What the task asks ▸ In the listing below, a line holding "return (Self::default(), RenderMemo::new());" and a line holding "let mut forms = HashSet::new();" mark the range. Retype both exactly, with all lines between them.

Data for the task ▸
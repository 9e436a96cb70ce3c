//! Terminal and JSON-lines rendering of site reports

use crate::output::SiteReport;
use std::io::Write;

const HEADERS: [&str; 5] = ["Site", "Clicks", "Renders", "Nodes", "Time (ms)"];

/// Formats reports as an aligned table, one row per site
///
/// Sites where no target was reached still get a row, with -1 clicks.
pub fn format_table(reports: &[SiteReport]) -> String {
    let rows: Vec<[String; 5]> = reports
        .iter()
        .map(|r| {
            [
                r.name.clone(),
                r.clicks.to_string(),
                r.renders.to_string(),
                r.nodes_built.to_string(),
                r.elapsed_ms.to_string(),
            ]
        })
        .collect();

    let mut widths = HEADERS.map(str::len);
    for row in &rows {
        for (width, cell) in widths.iter_mut().zip(row) {
            *width = (*width).max(cell.chars().count());
        }
    }

    let mut out = String::new();
    push_row(&mut out, &HEADERS.map(String::from), &widths);
    let rule: Vec<String> = widths.iter().map(|w| "-".repeat(*w)).collect();
    out.push_str(&rule.join("  "));
    out.push('\n');
    for row in &rows {
        push_row(&mut out, row, &widths);
    }

    out
}

fn push_row(out: &mut String, cells: &[String; 5], widths: &[usize; 5]) {
    let mut line = format!("{:<width$}", cells[0], width = widths[0]);
    for (cell, width) in cells.iter().zip(widths).skip(1) {
        line.push_str(&format!("  {:>width$}", cell, width = *width));
    }
    out.push_str(line.trim_end());
    out.push('\n');
}

/// Prints the report table followed by the path of every found target
pub fn print_table(reports: &[SiteReport]) {
    print!("{}", format_table(reports));

    let found: Vec<_> = reports.iter().filter(|r| r.is_found()).collect();
    if !found.is_empty() {
        println!();
        println!("Paths:");
        for report in found {
            println!("  {}: {}", report.name, report.trace.join(" -> "));
        }
    }
}

/// Writes one JSON object per report, one per line
pub fn write_json_lines<W: Write>(mut writer: W, reports: &[SiteReport]) -> crate::Result<()> {
    for report in reports {
        serde_json::to_writer(&mut writer, report)?;
        writer.write_all(b"\n")?;
    }
    writer.flush()?;
    Ok(())
}
//! Page render clients
//!
//! A render turns a URL into the URL the page finally resolved to plus the
//! hyperlinks found on it. The navigation core only sees the [`PageRenderer`]
//! trait; two implementations are provided:
//! - [`HttpRenderer`]: plain HTTP fetch with static HTML link extraction
//! - [`HeadlessRenderer`]: Chrome-rendered DOM, including client-side scripts

mod headless;
mod http;
mod parser;

pub use headless::HeadlessRenderer;
pub use http::{build_http_client, HttpRenderer};
pub use parser::extract_links;

use crate::config::{RenderMode, RendererConfig, UserAgentConfig};
use crate::{NavError, RenderError};
use async_trait::async_trait;
use std::sync::Arc;

/// Outcome of rendering one page
#[derive(Debug, Clone, PartialEq, Eq)]
pub struct RenderedPage {
    /// URL the page resolved to after any redirects
    pub final_url: String,

    /// Absolute hyperlink targets found on the page, in document order
    pub links: Vec<String>,
}

impl RenderedPage {
    pub fn new(final_url: impl Into<String>, links: Vec<String>) -> Self {
        Self {
            final_url: final_url.into(),
            links,
        }
    }
}

/// Loads and renders a page, following redirects
#[async_trait]
pub trait PageRenderer: Send + Sync {
    /// Renders `url`, returning its final URL and outbound links
    async fn render(&self, url: &str) -> Result<RenderedPage, RenderError>;
}

#[async_trait]
impl<R: PageRenderer + ?Sized> PageRenderer for Arc<R> {
    async fn render(&self, url: &str) -> Result<RenderedPage, RenderError> {
        (**self).render(url).await
    }
}

/// Builds the render client selected by the configuration
///
/// # Returns
///
/// * `Ok(Arc<dyn PageRenderer>)` - Ready-to-use render client
/// * `Err(NavError)` - The HTTP client or browser could not be started
pub fn build_renderer(
    config: &RendererConfig,
    user_agent: &UserAgentConfig,
) -> Result<Arc<dyn PageRenderer>, NavError> {
    match config.mode {
        RenderMode::Http => {
            tracing::info!("Using HTTP renderer");
            Ok(Arc::new(HttpRenderer::new(config, user_agent)?))
        }
        RenderMode::Headless => {
            tracing::info!(
                "Using Chrome renderer (headless: {})",
                config.headless
            );
            Ok(Arc::new(HeadlessRenderer::launch(config, user_agent)?))
        }
    }
}
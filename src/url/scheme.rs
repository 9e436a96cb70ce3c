/// Returns the http/https counterpart of a URL, if it has one
///
/// `https://` is tested first: every `https://` URL also contains `http`, so
/// checking the shorter scheme first would misclassify it. Every occurrence of
/// the scheme prefix is swapped.
///
/// # Examples
///
/// ```
/// use click_distance::url::scheme_counterpart;
///
/// assert_eq!(
///     scheme_counterpart("https://x.edu/page"),
///     Some("http://x.edu/page".to_string())
/// );
/// assert_eq!(
///     scheme_counterpart("http://x.edu/page"),
///     Some("https://x.edu/page".to_string())
/// );
/// assert_eq!(scheme_counterpart("x.edu/page"), None);
/// ```
pub fn scheme_counterpart(url: &str) -> Option<String> {
    if url.contains("https://") {
        Some(url.replace("https://", "http://"))
    } else if url.contains("http://") {
        Some(url.replace("http://", "https://"))
    } else {
        None
    }
}
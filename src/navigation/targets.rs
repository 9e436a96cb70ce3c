//! Target preparation: document filtering and canonical forms
//!
//! Target URLs are recorded by an upstream search stage and rarely match the
//! links a site actually serves byte for byte. Each target is expanded into
//! every form it may show up as during the search: the original string, the
//! URL a render of it resolves to, and its http/https counterpart.

use crate::navigation::{RenderMemo, SearchStats};
use crate::render::{PageRenderer, RenderedPage};
use crate::url::{is_document_url, scheme_counterpart};
use crate::RenderError;
use futures::stream::{self, StreamExt};
use std::collections::{BTreeSet, HashSet};

/// Produces every URL form treated as equal to a given URL
pub struct UrlCanonicalizer<'r> {
    renderer: &'r dyn PageRenderer,
}

impl<'r> UrlCanonicalizer<'r> {
    pub fn new(renderer: &'r dyn PageRenderer) -> Self {
        Self { renderer }
    }

    /// Renders `url` and returns its canonical forms
    ///
    /// A failed render is not an error: the original and its scheme
    /// counterpart are still returned.
    pub async fn canonical_forms(&self, url: &str) -> BTreeSet<String> {
        let render = self.resolve(url).await;
        self.forms_from(url, &render)
    }

    /// Renders `url` to learn where it resolves
    pub async fn resolve(&self, url: &str) -> Result<RenderedPage, RenderError> {
        self.renderer.render(url).await
    }

    /// Canonical forms of `url` given the outcome of rendering it
    pub fn forms_from(
        &self,
        url: &str,
        render: &Result<RenderedPage, RenderError>,
    ) -> BTreeSet<String> {
        let mut forms = BTreeSet::new();
        forms.insert(url.to_string());

        match render {
            Ok(page) => {
                forms.insert(page.final_url.clone());
            }
            Err(e) => {
                tracing::warn!("Could not resolve target {}: {}", url, e);
            }
        }

        if let Some(counterpart) = scheme_counterpart(url) {
            forms.insert(counterpart);
        }

        forms
    }
}

/// Drops document targets (`.pdf`, `.doc`, `.docx`) and repeated entries
///
/// Order of first appearance is kept.
pub fn filter_document_targets(raw: &[String]) -> Vec<String> {
    let mut seen = HashSet::new();

    raw.iter()
        .filter(|url| {
            if is_document_url(url) {
                tracing::debug!("Dropping document target {}", url);
                return false;
            }
            true
        })
        .filter(|url| seen.insert(url.as_str()))
        .cloned()
        .collect()
}

/// The canonicalized target URLs of one computation
#[derive(Debug, Clone, Default)]
pub struct TargetSet {
    forms: HashSet<String>,
}

impl TargetSet {
    /// Filters the raw targets and expands every survivor into its canonical forms
    ///
    /// Renders run up to `concurrency` at a time; each one is counted in
    /// `stats`. The renders are returned too, keyed by target URL, so a
    /// target reached during the search is not rendered a second time.
    pub async fn build(
        raw: &[String],
        renderer: &dyn PageRenderer,
        concurrency: usize,
        stats: &mut SearchStats,
    ) -> (Self, RenderMemo) {
        let survivors = filter_document_targets(raw);
        if survivors.is_empty() {
            return (Self::default(), RenderMemo::new());
        }

        let canonicalizer = UrlCanonicalizer::new(renderer);
        let resolver = &canonicalizer;
        let renders: Vec<_> = stream::iter(survivors.iter())
            .map(|url| async move { (url, resolver.resolve(url).await) })
            .buffered(concurrency.max(1))
            .collect()
            .await;

        let mut forms = HashSet::new();
        let mut memo = RenderMemo::with_capacity(renders.len());
        for (url, render) in renders {
            stats.record_render(render.is_ok());
            forms.extend(canonicalizer.forms_from(url, &render));
            memo.insert(url.clone(), render);
        }

        tracing::debug!(
            "{} raw targets -> {} kept -> {} canonical forms",
            raw.len(),
            survivors.len(),
            forms.len()
        );

        (Self { forms }, memo)
    }

    /// Builds a target set from already-canonical forms
    pub fn from_forms<I, S>(forms: I) -> Self
    where
        I: IntoIterator<Item = S>,
        S: Into<String>,
    {
        Self {
            forms: forms.into_iter().map(Into::into).collect(),
        }
    }

    pub fn contains(&self, url: &str) -> bool {
        self.forms.contains(url)
    }

    pub fn len(&self) -> usize {
        self.forms.len()
    }

    pub fn is_empty(&self) -> bool {
        self.forms.is_empty()
    }
}
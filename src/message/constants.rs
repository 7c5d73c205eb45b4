// Copyright 2025 jonefeewang@gmail.com
//
// Licensed under the Apache License, Version 2.0 (the "License");
// you may not use this file except in compliance with the License.
// You may obtain a copy of the License at
//
//     http://www.apache.org/licenses/LICENSE-2.0
//
// Unless required by applicable law or agreed to in writing, software
// distributed under the License is distributed on an "AS IS" BASIS,
// WITHOUT WARRANTIES OR CONDITIONS OF ANY KIND, either express or implied.
// See the License for the specific language governing permissions and
// limitations under the License.

//! Message Format Constants
//!
//! One big-endian, fixed-width layout is shared by the segment files, the
//! publisher wire path and the in-place offset assigner.
//!
//! # Batch Format
//!
//! - Base offset (8 bytes)
//! - Batch length (4 bytes, counts every byte after this field)
//! - Last offset (8 bytes)
//! - Magic byte (1 byte)
//! - CRC-32C of the stored record bytes (4 bytes)
//! - Attributes (1 byte, bit 0..=2 compression codec)
//! - Base timestamp (8 bytes)
//! - Record bytes length (4 bytes)
//! - Record bytes (variable length, possibly compressed)
//!
//! # Record Format
//!
//! - Absolute offset (8 bytes)
//! - Timestamp delta from the batch base timestamp (8 bytes)
//! - Payload length (4 bytes)
//! - Payload (variable length)

// Record batch field offsets and lengths
pub const BASE_OFFSET_OFFSET: usize = 0;
pub const BASE_OFFSET_LENGTH: usize = 8;
pub const LENGTH_OFFSET: usize = BASE_OFFSET_OFFSET + BASE_OFFSET_LENGTH;
pub const LENGTH_LENGTH: usize = 4;
/// Bytes preceding the part of the frame counted by the batch length.
pub const LOG_OVERHEAD: usize = LENGTH_OFFSET + LENGTH_LENGTH;
pub const LAST_OFFSET_OFFSET: usize = LOG_OVERHEAD;
pub const LAST_OFFSET_LENGTH: usize = 8;
pub const MAGIC_OFFSET: usize = LAST_OFFSET_OFFSET + LAST_OFFSET_LENGTH;
pub const MAGIC_LENGTH: usize = 1;
pub const CRC_OFFSET: usize = MAGIC_OFFSET + MAGIC_LENGTH;
pub const CRC_LENGTH: usize = 4;
pub const ATTRIBUTES_OFFSET: usize = CRC_OFFSET + CRC_LENGTH;
pub const ATTRIBUTES_LENGTH: usize = 1;
pub const BASE_TIMESTAMP_OFFSET: usize = ATTRIBUTES_OFFSET + ATTRIBUTES_LENGTH;
pub const BASE_TIMESTAMP_LENGTH: usize = 8;
pub const RECORD_BYTES_LENGTH_OFFSET: usize = BASE_TIMESTAMP_OFFSET + BASE_TIMESTAMP_LENGTH;
pub const RECORD_BYTES_LENGTH_LENGTH: usize = 4;
pub const RECORDS_OFFSET: usize = RECORD_BYTES_LENGTH_OFFSET + RECORD_BYTES_LENGTH_LENGTH;
pub const RECORD_BATCH_OVERHEAD: usize = RECORDS_OFFSET;
/// Fixed part of the batch length that does not belong to the record bytes.
pub const BATCH_LENGTH_FIXED_PART: usize = RECORDS_OFFSET - LOG_OVERHEAD;

// Record field offsets and lengths
pub const RECORD_OFFSET_OFFSET: usize = 0;
pub const RECORD_OFFSET_LENGTH: usize = 8;
pub const TIMESTAMP_DELTA_OFFSET: usize = RECORD_OFFSET_OFFSET + RECORD_OFFSET_LENGTH;
pub const TIMESTAMP_DELTA_LENGTH: usize = 8;
pub const PAYLOAD_LENGTH_OFFSET: usize = TIMESTAMP_DELTA_OFFSET + TIMESTAMP_DELTA_LENGTH;
pub const PAYLOAD_LENGTH_LENGTH: usize = 4;
pub const RECORD_HEADER_SIZE: usize = PAYLOAD_LENGTH_OFFSET + PAYLOAD_LENGTH_LENGTH;

/// Magic value for the current batch format version
pub const MAGIC: u8 = 1;
/// Attribute bits holding the compression codec id
pub const COMPRESSION_CODEC_MASK: u8 = 0x07;
// Copyright 2025 jonefeewang@gmail.com
//
// Licensed under the Apache License, Version 2.0 (the "License");
// you may not use this file except in compliance with the License.
// You may obtain a copy of the License at
//
//     http://www.apache.org/licenses/LICENSE-2.0
//
// Unless required by applicable law or agreed to in writing, software
// distributed under the License is distributed on an "AS IS" BASIS,
// WITHOUT WARRANTIES OR CONDITIONS OF ANY KIND, either express or implied.
// See the License for the specific language governing permissions and
// limitations under the License.

pub type AppResult<T> = Result<T, AppError>;

#[derive(Debug, thiserror::Error)]
pub enum AppError {
    /// general errors
    #[error("illegal state: {0}")]
    IllegalStateError(String),

    #[error("invalid value: {0}")]
    InvalidValue(String),

    #[error("I/O error: {0}")]
    DetailedIoError(String),

    #[error("io error: {0}")]
    IoError(#[from] std::io::Error),

    #[error("channel recv error: {0}")]
    ChannelRecvError(String),

    #[error("config file error: {0}")]
    ConfigFileError(#[from] config::ConfigError),

    /// commit log errors
    #[error("premature end of stream: {0}")]
    UnexpectedEof(String),

    #[error("invalid magic number: expected {expected}, got {actual}")]
    InvalidMagic { expected: u8, actual: u8 },

    #[error("CRC mismatch for batch at offset {base_offset}: stored {stored:#010x}, computed {computed:#010x}")]
    CrcMismatch {
        base_offset: u64,
        stored: u32,
        computed: u32,
    },

    #[error("corrupt message: {0}")]
    CorruptMessage(String),

    #[error("invalid request: {0}")]
    InvalidRequest(String),

    #[error("invalid topic: {0}")]
    InvalidTopic(String),

    #[error("{0} has been disposed")]
    Disposed(String),

    #[error("operation cancelled: {0}")]
    Cancelled(String),
}

impl AppError {
    /// Truncation and corruption both mean the bytes on disk can not be trusted.
    pub fn is_data_error(&self) -> bool {
        matches!(
            self,
            AppError::UnexpectedEof(_)
                | AppError::InvalidMagic { .. }
                | AppError::CrcMismatch { .. }
                | AppError::CorruptMessage(_)
        )
    }
}
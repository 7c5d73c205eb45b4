// Copyright 2025 jonefeewang@gmail.com
//
// Licensed under the Apache License, Version 2.0 (the "License");
// you may not use this file except in compliance with the License.
// You may obtain a copy of the License at
//
//     http://www.apache.org/licenses/LICENSE-2.0
//
// Unless required by applicable law or agreed to in writing, software
// distributed under the License is distributed on an "AS IS" BASIS,
// WITHOUT WARRANTIES OR CONDITIONS OF ANY KIND, either express or implied.
// See the License for the specific language governing permissions and
// limitations under the License.

use std::path::{Path, PathBuf};
use std::sync::Arc;

use crate::log::{
    LogSegmentReader, LogSegmentWriter, INDEX_FILE_SUFFIX, LOG_FILE_SUFFIX,
    TIME_INDEX_FILE_SUFFIX,
};
use crate::{AppResult, CommitLogConfig};

/// File triple of one segment plus the offset range it covers.
#[derive(Debug, Clone, PartialEq, Eq)]
pub struct LogSegment {
    pub log_path: PathBuf,
    pub index_path: PathBuf,
    pub time_index_path: PathBuf,
    pub base_offset: u64,
    /// One past the last offset stored; equals `base_offset` while empty.
    pub next_offset: u64,
}

impl LogSegment {
    pub fn new(dir: impl AsRef<Path>, base_offset: u64) -> Self {
        let dir = dir.as_ref();
        let file_name = Self::file_name(base_offset);
        Self {
            log_path: dir.join(format!("{}.{}", file_name, LOG_FILE_SUFFIX)),
            index_path: dir.join(format!("{}.{}", file_name, INDEX_FILE_SUFFIX)),
            time_index_path: dir.join(format!("{}.{}", file_name, TIME_INDEX_FILE_SUFFIX)),
            base_offset,
            next_offset: base_offset,
        }
    }

    /// 20-digit zero-padded base offset, so names sort in offset order.
    pub fn file_name(base_offset: u64) -> String {
        format!("{:020}", base_offset)
    }

    /// Parses a segment base offset back out of a `.log` file path.
    pub fn parse_base_offset(path: &Path) -> Option<u64> {
        if path.extension()?.to_str()? != LOG_FILE_SUFFIX {
            return None;
        }
        path.file_stem()?.to_str()?.parse().ok()
    }

    pub fn relative_offset(&self, offset: u64) -> u64 {
        offset - self.base_offset
    }
}

/// Builds segments and binds writers/readers to the configured thresholds.
#[derive(Debug, Clone)]
pub struct LogSegmentFactory {
    config: Arc<CommitLogConfig>,
}

impl LogSegmentFactory {
    pub fn new(config: Arc<CommitLogConfig>) -> Self {
        Self { config }
    }

    pub fn config(&self) -> &CommitLogConfig {
        &self.config
    }

    pub fn create_log_segment(&self, dir: impl AsRef<Path>, base_offset: u64) -> LogSegment {
        LogSegment::new(dir, base_offset)
    }

    pub fn create_writer(&self, segment: &LogSegment) -> AppResult<LogSegmentWriter> {
        LogSegmentWriter::open(segment.clone(), Arc::clone(&self.config))
    }

    pub fn create_reader(&self, segment: &LogSegment) -> AppResult<LogSegmentReader> {
        LogSegmentReader::open(segment.clone(), &self.config)
    }
}

#[cfg(test)]
mod tests {
    use super::*;

    #[test]
    fn test_segment_paths() {
        let segment = LogSegment::new("/data/orders", 42);
        assert_eq!(
            segment.log_path,
            PathBuf::from("/data/orders/00000000000000000042.log")
        );
        assert_eq!(
            segment.index_path,
            PathBuf::from("/data/orders/00000000000000000042.index")
        );
        assert_eq!(
            segment.time_index_path,
            PathBuf::from("/data/orders/00000000000000000042.timeindex")
        );
        assert_eq!(segment.next_offset, 42);
        assert_eq!(segment.relative_offset(50), 8);
    }

    #[test]
    fn test_parse_base_offset() {
        let segment = LogSegment::new("/tmp", u64::MAX);
        assert_eq!(LogSegment::parse_base_offset(&segment.log_path), Some(u64::MAX));
        assert_eq!(LogSegment::parse_base_offset(&segment.index_path), None);
        assert_eq!(
            LogSegment::parse_base_offset(Path::new("/tmp/notanumber.log")),
            None
        );
    }
}
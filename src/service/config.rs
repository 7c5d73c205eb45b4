// Copyright 2025 jonefeewang@gmail.com
//
// Licensed under the Apache License, Version 2.0 (the "License");
// you may not use this file except in compliance with the License.
// You may obtain a copy of the License at
//
//     http://www.apache.org/licenses/LICENSE-2.0
//
// Unless required by applicable law or agreed to in writing, software
// distributed under the License is distributed on an "AS IS" BASIS,
// WITHOUT WARRANTIES OR CONDITIONS OF ANY KIND, either express or implied.
// See the License for the specific language governing permissions and
// limitations under the License.

extern crate config as _;

use std::path::{Path, PathBuf};
use std::time::Duration;

use serde::{Deserialize, Serialize};

use super::{AppError, AppResult};
use crate::message::CompressionType;

/// Settings shared by every topic's commit log.
#[derive(Clone, Debug, Deserialize, Serialize)]
#[serde(default)]
pub struct CommitLogConfig {
    /// Root directory; each topic lives in `{directory}/{topic}` unless overridden.
    pub directory: PathBuf,
    /// A segment rolls once its log file reaches this size.
    pub max_segment_bytes: u64,
    /// Log bytes written between two offset index entries.
    pub index_interval_bytes: u64,
    /// Minimum batch timestamp distance between two time index entries.
    pub time_index_interval_ms: u64,
    pub file_buffer_size: usize,
    pub reader_log_buffer_size: usize,
    pub reader_index_buffer_size: usize,
    /// Capacity of each appender's pending queue; a full queue makes producers wait.
    pub queue_capacity: usize,
}

impl Default for CommitLogConfig {
    fn default() -> Self {
        Self {
            directory: PathBuf::from("logs"),
            max_segment_bytes: 128 * 1024 * 1024,
            index_interval_bytes: 4096,
            time_index_interval_ms: 4096,
            file_buffer_size: 64 * 1024,
            reader_log_buffer_size: 64 * 1024,
            reader_index_buffer_size: 8 * 1024,
            queue_capacity: 100,
        }
    }
}

#[derive(Clone, Debug, Deserialize, Serialize)]
pub struct TopicConfig {
    pub name: String,
    #[serde(default)]
    pub base_offset: u64,
    #[serde(default = "TopicConfig::default_flush_interval_ms")]
    pub flush_interval_ms: u64,
    /// Overrides `{commit_log.directory}/{name}`.
    #[serde(default)]
    pub directory: Option<PathBuf>,
    #[serde(default)]
    pub compression: CompressionType,
}

impl TopicConfig {
    fn default_flush_interval_ms() -> u64 {
        100
    }

    pub fn new(name: impl Into<String>) -> Self {
        Self {
            name: name.into(),
            base_offset: 0,
            flush_interval_ms: Self::default_flush_interval_ms(),
            directory: None,
            compression: CompressionType::None,
        }
    }

    pub fn flush_interval(&self) -> Duration {
        Duration::from_millis(self.flush_interval_ms)
    }

    pub fn resolve_directory(&self, commit_log: &CommitLogConfig) -> PathBuf {
        self.directory
            .clone()
            .unwrap_or_else(|| commit_log.directory.join(&self.name))
    }
}

#[derive(Debug, Default, Clone, Deserialize, Serialize)]
pub struct BrokerConfig {
    #[serde(default)]
    pub commit_log: CommitLogConfig,
    #[serde(default)]
    pub topics: Vec<TopicConfig>,
}

impl BrokerConfig {
    pub fn set_up_config<P: AsRef<Path>>(path: P) -> AppResult<BrokerConfig> {
        let path_str = path
            .as_ref()
            .to_str()
            .ok_or(AppError::InvalidValue(format!(
                "config file path: {}",
                path.as_ref().to_string_lossy()
            )))?;
        let config = config::Config::builder()
            .add_source(config::File::with_name(path_str))
            .build()?;

        let broker_config: BrokerConfig = config.try_deserialize()?;
        broker_config.validate()?;

        Ok(broker_config)
    }

    pub fn validate(&self) -> AppResult<()> {
        let log = &self.commit_log;
        if log.max_segment_bytes == 0 {
            return Err(AppError::InvalidValue(
                "commit_log.max_segment_bytes must be positive".to_string(),
            ));
        }
        if log.queue_capacity == 0 {
            return Err(AppError::InvalidValue(
                "commit_log.queue_capacity must be positive".to_string(),
            ));
        }
        for topic in &self.topics {
            if topic.name.is_empty() {
                return Err(AppError::InvalidTopic("empty topic name".to_string()));
            }
            if topic.flush_interval_ms == 0 {
                return Err(AppError::InvalidValue(format!(
                    "topic {}: flush_interval_ms must be positive",
                    topic.name
                )));
            }
        }
        Ok(())
    }
}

Solution ▸
            return (Self::default(), RenderMemo::new());
        }

        let canonicalizer = UrlCanonicalizer::new(renderer);
        let resolver = &canonicalizer;
        let renders: Vec<_> = stream::iter(survivors.iter())
            .map(|url| async move { (url, resolver.resolve(url).await) })
            .buffered(concurrency.max(1))
            .collect()
            .await;

        let mut forms = HashSet::new();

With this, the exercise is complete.